On 29 October 1914, a few months after the outbreak of World War I, Turkey joined in on the side of Germany and the Austro-Hungarian Empire. On 11 November, Sultan Mehmed V proclaimed a holy war. His action left no shadow of doubt that religion obliged all Muslims in the world to side with Turkey and its two allies. To renege was a sin. Islam had become a factor in the war. The jihad proclamation, Pan-Islamic sentiments presenting the Ottoman Sultan as Caliph, and feelings of Muslim solidarity combined to form a potentially powerful mix.
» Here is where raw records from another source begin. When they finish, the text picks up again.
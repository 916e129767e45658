//! End-to-end orchestration: archive in, Markdown + DOCX out.
//!
//! ```text
//! archive ──► extract ──► discover ──► load ──► index ──► overview
//!                                                 │
//!                         render ◄── analyze ◄────┘
//! ```
//!
//! The output directory is cleared of prior artifacts before anything else
//! happens, so a failed run never leaves a stale report next to a fresh
//! error. The extracted tree lives in a temporary directory that is removed
//! when the run ends, whatever the outcome.

use std::fs;
use std::path::Path;
use std::sync::Arc;

use tokio_util::sync::CancellationToken;
use tracing::info;

use crate::analyze::analyze_files;
use crate::archive::{extract_archive, SourceArchive};
use crate::config::{Config, OutputConfig};
use crate::discover::discover_code_files;
use crate::embedding::{create_embedder, Embedder};
use crate::error::{DocError, EmptyCorpusReason, Result};
use crate::index::CorpusIndex;
use crate::llm::{create_generator, Generator};
use crate::loader::load_files;
use crate::models::{GeneratedDoc, LoadedFile};
use crate::overview::synthesize_overview;
use crate::progress::{ProgressEvent, ProgressReporter};
use crate::report::{write_outputs, FunctionalDocument};

/// The two model capabilities a run needs, built once and shared by every step.
#[derive(Clone)]
pub struct ModelClients {
    pub generator: Arc<dyn Generator>,
    pub embedder: Arc<dyn Embedder>,
}

impl ModelClients {
    pub fn new(generator: Arc<dyn Generator>, embedder: Arc<dyn Embedder>) -> Self {
        Self {
            generator,
            embedder,
        }
    }

    /// Build the configured providers. Missing credentials or unknown
    /// providers are configuration errors.
    pub fn from_config(config: &Config) -> Result<Self> {
        let generator =
            create_generator(&config.llm).map_err(|e| DocError::Config(format!("{:#}", e)))?;
        let embedder =
            create_embedder(&config.embedding).map_err(|e| DocError::Config(format!("{:#}", e)))?;
        Ok(Self {
            generator: Arc::from(generator),
            embedder: Arc::from(embedder),
        })
    }
}

/// Run the whole pipeline and return where the two documents were written.
pub async fn generate_functional_doc(
    config: &Config,
    clients: &ModelClients,
    archive: SourceArchive,
    output_dir: &Path,
    cancel: &CancellationToken,
    progress: &dyn ProgressReporter,
) -> Result<GeneratedDoc> {
    reset_output_dir(output_dir, &config.output)?;
    check_cancel(cancel)?;

    progress.report(ProgressEvent::Extracting);
    let label = archive.describe();
    let tree = extract_archive(archive)?;
    info!(archive = %label, entries = tree.file_count(), "extracted");

    let files = discover_code_files(tree.root(), &config.discovery)?;
    if files.is_empty() {
        return Err(DocError::EmptyCorpus(EmptyCorpusReason::NoSourceFiles));
    }

    let loaded = load_files(&files);
    let non_empty: Vec<LoadedFile> = loaded.into_iter().filter(|f| !f.is_empty()).collect();
    progress.report(ProgressEvent::Discovered {
        files: files.len() as u64,
        non_empty: non_empty.len() as u64,
    });
    if non_empty.is_empty() {
        return Err(DocError::EmptyCorpus(EmptyCorpusReason::AllFilesEmpty));
    }
    check_cancel(cancel)?;

    progress.report(ProgressEvent::Indexing {
        chunks: non_empty.len() as u64,
    });
    let texts: Vec<&str> = non_empty.iter().map(|f| f.content.as_str()).collect();
    let index = tokio::select! {
        _ = cancel.cancelled() => return Err(DocError::Cancelled),
        index = CorpusIndex::build(clients.embedder.as_ref(), &config.embedding, &texts) => index?,
    };

    progress.report(ProgressEvent::Overview);
    let overview = tokio::select! {
        _ = cancel.cancelled() => return Err(DocError::Cancelled),
        report = synthesize_overview(
            &index,
            clients.embedder.as_ref(),
            clients.generator.as_ref(),
            &config.retrieval,
        ) => report?,
    };

    let notes = analyze_files(
        Arc::clone(&clients.generator),
        &non_empty,
        &config.analysis,
        cancel,
        progress,
    )
    .await?;
    check_cancel(cancel)?;

    progress.report(ProgressEvent::Rendering);
    let doc = FunctionalDocument::new(&config.output.title, &overview, &notes);
    let (markdown_path, docx_path) = write_outputs(&doc, output_dir, &config.output)?;

    let files_failed = notes.iter().filter(|n| n.is_failed()).count();
    info!(
        discovered = files.len(),
        analyzed = notes.len() - files_failed,
        failed = files_failed,
        "functional documentation generated"
    );

    Ok(GeneratedDoc {
        markdown_path,
        docx_path,
        files_discovered: files.len(),
        files_analyzed: notes.len() - files_failed,
        files_failed,
    })
}

/// One recognized source file as seen by a dry run.
#[derive(Debug, Clone, PartialEq, Eq)]
pub struct SurveyEntry {
    pub relative_path: String,
    pub bytes: u64,
    pub empty: bool,
    /// Whether the file would get its own analysis section.
    pub within_cap: bool,
}

/// Extract and discover without calling any model.
pub fn survey_archive(config: &Config, archive: SourceArchive) -> Result<Vec<SurveyEntry>> {
    let tree = extract_archive(archive)?;
    let files = discover_code_files(tree.root(), &config.discovery)?;
    let loaded = load_files(&files);

    let mut slots = config.analysis.max_files;
    let entries = loaded
        .iter()
        .map(|f| {
            let empty = f.is_empty();
            let within_cap = !empty && slots > 0;
            if within_cap {
                slots -= 1;
            }
            SurveyEntry {
                relative_path: f.file.relative_path.clone(),
                bytes: fs::metadata(&f.file.path).map(|m| m.len()).unwrap_or(0),
                empty,
                within_cap,
            }
        })
        .collect();
    Ok(entries)
}

/// Create `dir` if needed and delete any artifacts from a previous run.
fn reset_output_dir(dir: &Path, output: &OutputConfig) -> Result<()> {
    fs::create_dir_all(dir).map_err(|e| DocError::storage(dir, e))?;
    for name in [&output.markdown_file, &output.docx_file] {
        let path = dir.join(name);
        if path.exists() {
            fs::remove_file(&path).map_err(|e| DocError::storage(&path, e))?;
        }
    }
    Ok(())
}

fn check_cancel(cancel: &CancellationToken) -> Result<()> {
    if cancel.is_cancelled() {
        Err(DocError::Cancelled)
    } else {
        Ok(())
    }
}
It was no novelty for the Ottoman Empire to be viewed as a possible ally by Muslims threatened by Western colonial expansion; in Southeast Asia especially, the Dutch colonial authorities considered this a likely source of unrest. Now the bare fact that Turkey had entered the war had added a new dimension. It meant that Muslims worldwide could develop an aversion to the Allied Powers and become pro-German. Their pro-Turkish sentiments had already been strengthened by the Italo-Turkish War of 1911–12 in Libya, and by the wars Turkey had fought in the Balkans in 1912–13. In British India, for instance, Muslims, vowing of their loyalty to the British Crown, had protested the position taken by London in the Balkan Wars, which they construed as amounting to a war against the Balkan Muslims. In Singapore, soldiers of the 5th Light Infantry Battalion, composed of Indian soldiers and stationed in the city, had raised money for Turkish charities during the Italo-Turkish War.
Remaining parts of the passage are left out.